Multidimensional clinical phenotyping of an adult cystic fibrosis patient population

Abstract

Background: Cystic Fibrosis (CF) is a multi-systemic disease resulting from mutations in the Cystic Fibrosis Transmembrane Regulator (CFTR) gene and has major manifestations in the sino-pulmonary, and gastro-intestinal tracts. Clinical phenotypes were generated using 26 common clinical variables to generate classes that overlapped quantiles of lung function and were based on multiple aspects of CF systemic disease.

Methods: The variables included age, gender, CFTR mutations, FEV1% predicted, FVC% predicted, height, weight, Brasfield chest xray score, pancreatic sufficiency status and clinical microbiology results. Complete datasets were compiled on 211 subjects. Phenotypes were identified using a proximity matrix generated by the unsupervised Random Forests algorithm and subsequent clustering by the Partitioning around Medoids (PAM) algorithm. The final phenotypic classes were then characterized and compared to a similar dataset obtained three years earlier.

Findings: Clinical phenotypes were identified using a clustering strategy that generated four and five phenotypes. Each strategy identified 1) a low lung health scores phenotype, 2) a younger, well-nourished, male-dominated class, 3) various high lung health score phenotypes that varied in terms of age, gender and nutritional status. This multidimensional clinical phenotyping strategy identified classes with expected microbiology results and low risk clinical phenotypes with pancreatic sufficiency.

Interpretation: This study demonstrated regional adult CF clinical phenotypes using non-parametric, continuous, ordinal and categorical data with a minimal amount of subjective data to identify clinically relevant phenotypes. These studies identified the relative stability of the phenotypes, demonstrated specific phenotypes consistent with published findings and identified others needing further study.

Fig 1. Comparison of the 2011 and 2014 adult CF patient cohorts.

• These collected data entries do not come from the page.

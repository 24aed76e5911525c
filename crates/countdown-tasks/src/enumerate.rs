//! Unit enumeration and test-name discovery

use std::collections::{BTreeSet, HashMap};
use std::path::{Path, PathBuf};
use std::sync::{LazyLock, Mutex, MutexGuard, PoisonError};
use std::time::Duration;

use async_trait::async_trait;
use countdown_core::{ExecutionError, Result, Unit};
use regex::Regex;
use tracing::{debug, trace};

use crate::executor::run_process;

/// Lists the units a set of selectors expands to
#[async_trait]
pub trait UnitSource: Send + Sync {
    async fn list_units(&self, selectors: &[String]) -> Result<Vec<Unit>>;
}

/// Lists candidate test names of a unit
#[async_trait]
pub trait TestNameSource: Send + Sync {
    async fn candidate_names(&self, unit: &Unit) -> Result<Vec<String>>;
}

/// Time allowed for a single `list` invocation
const LIST_TIMEOUT: Duration = Duration::from_secs(300);

/// Enumerates units with `<tool> list`, remembering each unit's directory
pub struct GoList {
    tool: Vec<String>,
    env: HashMap<String, String>,
    current_dir: Option<PathBuf>,
    dirs: Mutex<HashMap<Unit, PathBuf>>,
}

impl GoList {
    pub fn new(tool: Vec<String>) -> Self {
        Self {
            tool,
            env: HashMap::new(),
            current_dir: None,
            dirs: Mutex::new(HashMap::new()),
        }
    }

    pub fn with_env(mut self, env: HashMap<String, String>) -> Self {
        self.env = env;
        self
    }

    pub fn with_current_dir(mut self, dir: impl Into<PathBuf>) -> Self {
        self.current_dir = Some(dir.into());
        self
    }

    /// The directory cache; entries stay valid even if a holder panicked
    fn dirs(&self) -> MutexGuard<'_, HashMap<Unit, PathBuf>> {
        self.dirs.lock().unwrap_or_else(PoisonError::into_inner)
    }

    async fn list(&self, selectors: &[String]) -> Result<Vec<(Unit, PathBuf)>> {
        let (program, prefix) = self
            .tool
            .split_first()
            .ok_or_else(|| ExecutionError::Enumeration("tool command is empty".to_string()))?;
        let mut args = prefix.to_vec();
        args.extend(["list", "-f", "{{.ImportPath}}\t{{.Dir}}"].map(String::from));
        args.extend(selectors.iter().cloned());

        let result = run_process(
            program,
            &args,
            &self.env,
            self.current_dir.as_deref(),
            LIST_TIMEOUT,
        )
        .await?;
        if !result.success() {
            return Err(ExecutionError::Enumeration(format!(
                "listing {:?} failed:\n{}",
                selectors, result.output
            ))
            .into());
        }

        let listed = parse_list_output(&result.output);
        self.dirs().extend(listed.iter().cloned());
        debug!(selectors = ?selectors, units = listed.len(), "listed units");
        Ok(listed)
    }

    /// Source directory of `unit`, listing it on first use
    pub async fn dir_of(&self, unit: &Unit) -> Result<PathBuf> {
        let cached = self.dirs().get(unit).cloned();
        if let Some(dir) = cached {
            return Ok(dir);
        }
        self.list(&[unit.to_string()])
            .await?
            .into_iter()
            .find(|(u, _)| u == unit)
            .map(|(_, dir)| dir)
            .ok_or_else(|| ExecutionError::Enumeration(format!("no directory for {}", unit)).into())
    }
}

/// Parse `<import path>\t<dir>` lines; lines without a tab are units without a directory
fn parse_list_output(output: &str) -> Vec<(Unit, PathBuf)> {
    output
        .lines()
        .map(str::trim_end)
        .filter(|l| !l.is_empty())
        .map(|line| match line.split_once('\t') {
            Some((unit, dir)) => (Unit::new(unit), PathBuf::from(dir)),
            None => (Unit::new(line), PathBuf::new()),
        })
        .collect()
}

#[async_trait]
impl UnitSource for GoList {
    async fn list_units(&self, selectors: &[String]) -> Result<Vec<Unit>> {
        if selectors.is_empty() {
            return Ok(Vec::new());
        }
        Ok(self.list(selectors).await?.into_iter().map(|(u, _)| u).collect())
    }
}

/// Which top-level functions count as tests
#[derive(Debug, Clone, PartialEq, Eq)]
pub enum FuncMatcher {
    /// Any function named `Test*`
    GoTest,
    /// `<prefix>*` functions taking exactly one `*<param_type>` and returning nothing
    Integration { prefix: String, param_type: String },
}

/// `func Name(params) results {`
static FUNC_REGEX: LazyLock<Regex> = LazyLock::new(|| {
    Regex::new(r"(?m)^func\s+([A-Za-z_][A-Za-z0-9_]*)\s*\(([^)]*)\)\s*([^{\n]*)").expect("Invalid regex")
});

impl FuncMatcher {
    /// Matched function names declared in one source file
    pub fn scan(&self, source: &str) -> Vec<String> {
        FUNC_REGEX
            .captures_iter(source)
            .filter(|caps| self.matches(&caps[1], &caps[2], caps[3].trim()))
            .map(|caps| caps[1].to_string())
            .collect()
    }

    fn matches(&self, name: &str, params: &str, results: &str) -> bool {
        match self {
            Self::GoTest => name.starts_with("Test"),
            Self::Integration { prefix, param_type } => {
                if !name.starts_with(prefix.as_str()) || !results.is_empty() {
                    return false;
                }
                let params = params.trim();
                if params.contains(',') {
                    return false;
                }
                let expected = format!("*{}", param_type);
                params.split_whitespace().last() == Some(expected.as_str())
            }
        }
    }
}

/// Discovers test names by scanning `*_test.go` files of each unit
pub struct TestFuncScanner {
    list: std::sync::Arc<GoList>,
    matcher: FuncMatcher,
}

impl TestFuncScanner {
    pub fn new(list: std::sync::Arc<GoList>, matcher: FuncMatcher) -> Self {
        Self { list, matcher }
    }

    /// Scan the test files directly inside `dir`
    pub fn scan_dir(&self, dir: &Path) -> Result<Vec<String>> {
        let mut names = BTreeSet::new();
        let entries = match std::fs::read_dir(dir) {
            Ok(entries) => entries,
            Err(e) if e.kind() == std::io::ErrorKind::NotFound => return Ok(Vec::new()),
            Err(e) => return Err(e.into()),
        };
        for entry in entries {
            let path = entry?.path();
            let is_test_file = path
                .file_name()
                .and_then(|n| n.to_str())
                .is_some_and(|n| n.ends_with("_test.go"));
            if !is_test_file || !path.is_file() {
                continue;
            }
            let source = std::fs::read_to_string(&path)?;
            for name in self.matcher.scan(&source) {
                trace!(file = %path.display(), test = %name, "found test");
                names.insert(name);
            }
        }
        Ok(names.into_iter().collect())
    }
}

#[async_trait]
impl TestNameSource for TestFuncScanner {
    async fn candidate_names(&self, unit: &Unit) -> Result<Vec<String>> {
        let dir = self.list.dir_of(unit).await?;
        if dir.as_os_str().is_empty() {
            return Ok(Vec::new());
        }
        self.scan_dir(&dir)
    }
}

(A) Notchplots comparing the FEV1% predicted, FVC% predicted, Age*FEV1% product, Brasfield chest Xray scores, age and BMI. (B) Proportions of pancreatic sufficiency (PS), fraction of male subjects (f Male) and presence of two CFTR Class I, II and III mutations. The Fisher exact test odds ratio (OR) with the p-value are presented. Notchplots demonstrate the median, 25 percentile, 75 percentile and outlier values. The extending bars demonstrate the span between 1.5 x interquartile range above and below the median. Nonoverlapping notched areas likely represent significant differences between two groups.

Fig 2. Characterization of the Adult CF Clinical Classes.

(A) The variable importance plot generated by the supervised Random Forests algorithm of the classes derived from the proximity matrix of the unsupervised Random Forests (all variables) and the PAM clustering algorithm (k = 5 is shown). (B) The confusion matrix generated from the supervised Random Forests algorithm of the classes that were reformed after the described dimension reduction strategy. Overall out of bag error rates were 8.06% and 11.4% for the k = 4 and k = 5 classes, respectively.

Fig 3. Visualization of the class separation (k = 4 and k = 5) using multidimensional scaling.

(MDS) of the proximity matrix generated by the eight important clinical variables.

Fig 4. Multidimensional clinical phenotype (MDCP) descriptions.

(A) Mean values of the FEV1%, total Brasfield chest xray score, age, age*FEV1% predicted, body mass index (BMI) and the fraction of males in each phenotype are shown. (B) Notchplots of the FEV1% predicted, FEV1 FVC ratio, age*FEV1% predicted, Brasfield chest xray score, age and BMI are plotted. The color of the notchplot boxes indicate the proportion of males in each class ranging from 0.0 male (green),. 5 male (white) to 1.0 male (blue).

Fig 5. Clinical Phenotype Transitions.

(A) The locations of subjects with deaths/transplants and class transitions are plotted on the MDS plot generated from the 2014 data (light gray dots). The colored points show the location and classes of patients present in both datasets. Positions with central black dots indicate subjects who died or had a lung transplant. Positions with thick black outlines of the points demonstrated class transitions. (B) Counts and frequencies of transitions between two phenotypes of subjects present in both cohorts (k = 5 phenotypes). The table shows the proportion of subjects leaving a particular clinical phenotype (p Transitions) and the fraction of total class transitions into a given clinical phenotype (f Transitions). (C) The counts of deaths or lung transplants in subjects represented in the 2014 cohort (k = 4 and k = 5) class phenotypes.